Editor’s note: This essay is part of Deseret Magazine’s cover story “How to heal America’s partisan divide.”

Illustration by Kyle Hilton

It has become almost trite to refer to the year just concluded as difficult, divisive and, due to the pandemic, undeniably deadly. There is a yearning across our land for a path forward toward healing and renewal. Yet, it appears that this path is much like the road “less traveled by” in Robert Frost’s famous poem; it appeals to many, but most travelers are inclined to take the more popular path, which in this day seems to be a path of conflict and discord. I would suggest that the work of global human rights can help us to find and choose to walk the noble, unifying road of respect and unity.

My work fighting for human rights across the globe has given me a powerful awareness of the underlying strength of our system of constitutional democracy and rule of law in the United States. In 2020, we were sorrowfully reminded of the terrible ways in which we have fallen short of our high ideals, particularly in matters of racial justice and equality. But for all our shortcomings, the vision of America as a shining city on a hill continues to resonate not only for Americans but also for the many drawn to our nation in hopes of achieving their own dreams. Even more remarkable, this vision remains a beacon for those in far flung places from Hong Kong to Venezuela who are bravely fighting to defend their own fundamental rights. They draw both inspiration and courage from the United States. 

There is a yearning across our land for a path forward toward healing and renewal.
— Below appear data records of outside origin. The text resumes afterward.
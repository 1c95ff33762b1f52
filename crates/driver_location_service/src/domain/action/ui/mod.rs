/*  Copyright 2022-23, Juspay India Pvt Ltd
    This program is free software: you can redistribute it and/or modify it under the terms of the GNU Affero General Public License
    as published by the Free Software Foundation, either version 3 of the License, or (at your option) any later version. This program
    is distributed in the hope that it will be useful, but WITHOUT ANY WARRANTY; without even the implied warranty of MERCHANTABILITY
    or FITNESS FOR A PARTICULAR PURPOSE. See the GNU Affero General Public License for more details. You should have received a copy of
    the GNU Affero General Public License along with this program. If not, see <https://www.gnu.org/licenses/>.
*/
pub mod location;
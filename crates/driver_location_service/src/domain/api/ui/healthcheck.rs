/*  Copyright 2022-23, Juspay India Pvt Ltd
    This program is free software: you can redistribute it and/or modify it under the terms of the GNU Affero General Public License
    as published by the Free Software Foundation, either version 3 of the License, or (at your option) any later version. This program
    is distributed in the hope that it will be useful, but WITHOUT ANY WARRANTY; without even the implied warranty of MERCHANTABILITY
    or FITNESS FOR A PARTICULAR PURPOSE. See the GNU Affero General Public License for more details. You should have received a copy of
    the GNU Affero General Public License along with this program. If not, see <https://www.gnu.org/licenses/>.
*/
use actix_web::{
    get,
    web::{Data, Json},
};

use crate::{
    domain::{action::ui::location, types::ui::location::HealthCheckResponse},
    environment::AppState,
};

#[get("/healthcheck")]
pub async fn health_check(data: Data<AppState>) -> Json<HealthCheckResponse> {
    Json(location::health_check(data))
}
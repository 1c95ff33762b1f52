/*  Copyright 2022-23, Juspay India Pvt Ltd
    This program is free software: you can redistribute it and/or modify it under the terms of the GNU Affero General Public License
    as published by the Free Software Foundation, either version 3 of the License, or (at your option) any later version. This program
    is distributed in the hope that it will be useful, but WITHOUT ANY WARRANTY; without even the implied warranty of MERCHANTABILITY
    or FITNESS FOR A PARTICULAR PURPOSE. See the GNU Affero General Public License for more details. You should have received a copy of
    the GNU Affero General Public License along with this program. If not, see <https://www.gnu.org/licenses/>.
*/
use crate::common::types::*;
use serde::{Deserialize, Serialize};

#[derive(Serialize, Deserialize, Clone, Debug)]
#[serde(rename_all = "camelCase")]
pub struct UpdateDriverLocationRequest {
    pub latitude: Latitude,
    pub longitude: Longitude,
    #[serde(default, alias = "currRouteName")]
    pub route_name: Option<String>,
    #[serde(default, alias = "customComments")]
    pub comments: Option<String>,
}

#[derive(Serialize, Deserialize, Clone, Debug)]
#[serde(rename_all = "camelCase")]
pub struct NearbyDriversRequest {
    pub latitude: f64,
    pub longitude: f64,
    pub radius_meters: i64,
    pub limit: Option<i64>,
    pub destination_name: Option<String>,
}

#[derive(Serialize, Deserialize, Debug)]
pub struct NearbyDriversResponse {
    pub drivers: Vec<NearbyDriver>,
}

#[derive(Serialize, Deserialize, Debug)]
#[serde(rename_all = "camelCase")]
pub struct HealthCheckResponse {
    pub result: String,
    pub tracked_drivers: usize,
}
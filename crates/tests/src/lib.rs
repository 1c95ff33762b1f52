/*  Copyright 2022-23, Juspay India Pvt Ltd
    This program is free software: you can redistribute it and/or modify it under the terms of the GNU Affero General Public License
    as published by the Free Software Foundation, either version 3 of the License, or (at your option) any later version. This program
    is distributed in the hope that it will be useful, but WITHOUT ANY WARRANTY; without even the implied warranty of MERCHANTABILITY
    or FITNESS FOR A PARTICULAR PURPOSE. See the GNU Affero General Public License for more details. You should have received a copy of
    the GNU Affero General Public License along with this program. If not, see <https://www.gnu.org/licenses/>.
*/
#[cfg(test)]
mod common;
#[cfg(test)]
mod location_service;
#[cfg(test)]
mod sweeper;
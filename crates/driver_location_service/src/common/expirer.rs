/*  Copyright 2022-23, Juspay India Pvt Ltd
    This program is free software: you can redistribute it and/or modify it under the terms of the GNU Affero General Public License
    as published by the Free Software Foundation, either version 3 of the License, or (at your option) any later version. This program
    is distributed in the hope that it will be useful, but WITHOUT ANY WARRANTY; without even the implied warranty of MERCHANTABILITY
    or FITNESS FOR A PARTICULAR PURPOSE. See the GNU Affero General Public License for more details. You should have received a copy of
    the GNU Affero General Public License along with this program. If not, see <https://www.gnu.org/licenses/>.
*/
use super::{store::LocationStore, types::*};
use chrono::Duration;

/// A record is stale once strictly more than `ttl` has passed since its last update.
pub fn is_stale(record: &DriverLocationRecord, TimeStamp(now): &TimeStamp, ttl: &Duration) -> bool {
    now.signed_duration_since(record.updated_at.0) > *ttl
}

/// Drops every record older than `ttl` and returns how many were dropped.
pub fn sweep(store: &LocationStore, now: &TimeStamp, ttl: &Duration) -> usize {
    store.remove_where(|record| is_stale(record, now, ttl))
}
/*  Copyright 2022-23, Juspay India Pvt Ltd
    This program is free software: you can redistribute it and/or modify it under the terms of the GNU Affero General Public License
    as published by the Free Software Foundation, either version 3 of the License, or (at your option) any later version. This program
    is distributed in the hope that it will be useful, but WITHOUT ANY WARRANTY; without even the implied warranty of MERCHANTABILITY
    or FITNESS FOR A PARTICULAR PURPOSE. See the GNU Affero General Public License for more details. You should have received a copy of
    the GNU Affero General Public License along with this program. If not, see <https://www.gnu.org/licenses/>.
*/
use actix_web::{web, App, HttpServer};
use driver_location_service::{
    domain::api,
    environment::{AppConfig, AppState},
    middleware::*,
    sweeper::run_sweeper,
    tools::{logger::*, prometheus::prometheus_metrics},
};
use std::{
    env::var,
    sync::atomic::{AtomicBool, Ordering},
};
use std::{sync::Arc, time::Duration};
use tokio::signal::unix::{signal, SignalKind};
use tracing_actix_web::TracingLogger;

pub fn read_dhall_config(config_path: &str) -> Result<AppConfig, String> {
    serde_dhall::from_file(config_path)
        .parse::<AppConfig>()
        .map_err(|e| format!("Error reading config: {}", e))
}

#[actix_web::main]
async fn start_server() -> std::io::Result<()> {
    let dhall_config_path = var("DHALL_CONFIG")
        .unwrap_or_else(|_| "./dhall_config/driver_location_service.dhall".to_string());
    let app_config = read_dhall_config(&dhall_config_path).unwrap_or_else(|err| {
        println!("Dhall Config Reading Error : {}", err);
        std::process::exit(1);
    });

    let _guard = setup_tracing(app_config.logger_cfg);

    let port = app_config.port;
    let workers = app_config.workers;

    let app_state = AppState::new(app_config);

    info!(
        tag = "[Starting Driver Location Service]",
        port = port,
        workers = workers,
        driver_location_ttl = app_state.location_service.ttl().num_seconds(),
        background_sweep_interval = ?app_state.background_sweep_interval
    );

    let graceful_termination_requested = Arc::new(AtomicBool::new(false));
    for kind in [SignalKind::terminate(), SignalKind::interrupt()] {
        let mut listener = signal(kind)?;
        let graceful_termination_requested = graceful_termination_requested.to_owned();
        tokio::spawn(async move {
            listener.recv().await;
            graceful_termination_requested.store(true, Ordering::Relaxed);
        });
    }

    let sweeper_thread = app_state.background_sweep_interval.map(|sweep_interval| {
        tokio::spawn(run_sweeper(
            app_state.location_service.to_owned(),
            Duration::from_secs(sweep_interval),
            graceful_termination_requested.to_owned(),
        ))
    });

    let data = web::Data::new(app_state);

    HttpServer::new(move || {
        App::new()
            .app_data(data.clone())
            .wrap(CheckContentLength)
            .wrap(RequestTimeout)
            .wrap(IncomingRequestMetrics)
            .wrap(TracingLogger::<DomainRootSpanBuilder>::new())
            .wrap(prometheus_metrics())
            .configure(api::handler)
    })
    .workers(workers)
    .bind(("0.0.0.0", port))?
    .run()
    .await?;

    graceful_termination_requested.store(true, Ordering::Relaxed);
    if let Some(sweeper_thread) = sweeper_thread {
        sweeper_thread.abort();
    }

    Ok(())
}

fn main() {
    start_server().expect("Failed to start the server");
}
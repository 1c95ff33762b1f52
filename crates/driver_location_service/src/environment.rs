/*  Copyright 2022-23, Juspay India Pvt Ltd
    This program is free software: you can redistribute it and/or modify it under the terms of the GNU Affero General Public License
    as published by the Free Software Foundation, either version 3 of the License, or (at your option) any later version. This program
    is distributed in the hope that it will be useful, but WITHOUT ANY WARRANTY; without even the implied warranty of MERCHANTABILITY
    or FITNESS FOR A PARTICULAR PURPOSE. See the GNU Affero General Public License for more details. You should have received a copy of
    the GNU Affero General Public License along with this program. If not, see <https://www.gnu.org/licenses/>.
*/
use std::sync::Arc;

use crate::{
    common::{
        clock::{Clock, SystemClock},
        location_service::LocationService,
        store::LocationStore,
    },
    tools::logger::LoggerConfig,
};
use chrono::Duration;
use serde::{Deserialize, Serialize};

#[derive(Debug, Deserialize, Serialize, Clone)]
pub struct AppConfig {
    pub port: u16,
    pub logger_cfg: LoggerConfig,
    pub workers: usize,
    /// Seconds a driver location stays visible without a fresh heartbeat.
    pub driver_location_ttl: u32,
    pub default_nearby_limit: usize,
    /// Seconds between background sweeps; `None` leaves eviction to the query path only.
    pub background_sweep_interval: Option<u64>,
    /// Milliseconds.
    pub request_timeout: u64,
    pub max_allowed_req_size: usize,
}

#[derive(Clone)]
pub struct AppState {
    pub location_service: Arc<LocationService>,
    pub default_nearby_limit: usize,
    pub background_sweep_interval: Option<u64>,
    pub request_timeout: u64,
    pub max_allowed_req_size: usize,
}

impl AppState {
    pub fn new(app_config: AppConfig) -> AppState {
        AppState::with_clock(app_config, Arc::new(SystemClock))
    }

    pub fn with_clock(app_config: AppConfig, clock: Arc<dyn Clock>) -> AppState {
        let location_service = Arc::new(LocationService::new(
            LocationStore::new(),
            clock,
            Duration::seconds(i64::from(app_config.driver_location_ttl)),
        ));

        AppState {
            location_service,
            default_nearby_limit: app_config.default_nearby_limit,
            background_sweep_interval: app_config.background_sweep_interval,
            request_timeout: app_config.request_timeout,
            max_allowed_req_size: app_config.max_allowed_req_size,
        }
    }
}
Their belief in what America aspires to be should encourage and, perhaps in some instances, shame us into more fully living up to our national creed eloquently expressed in the Declaration of Independence but never fully realized. My late father, Congressman Tom Lantos, the only Holocaust survivor ever to serve in the Congress, used to refer to this as the long story of closing “America’s hypocrisy gap.” In 2021, we must resolve to do better at closing this gap at home so we will be worthy of the human rights leadership that we have long exercised around the world.  

The past year has surely highlighted many ways in which we are divided but, despite the differing political paths that we may take, it is good to remember that every fork in the road is also a place where paths converge. Though politics and pandemics may separate us, we can still come together around our love of country and our dedication to universal human rights.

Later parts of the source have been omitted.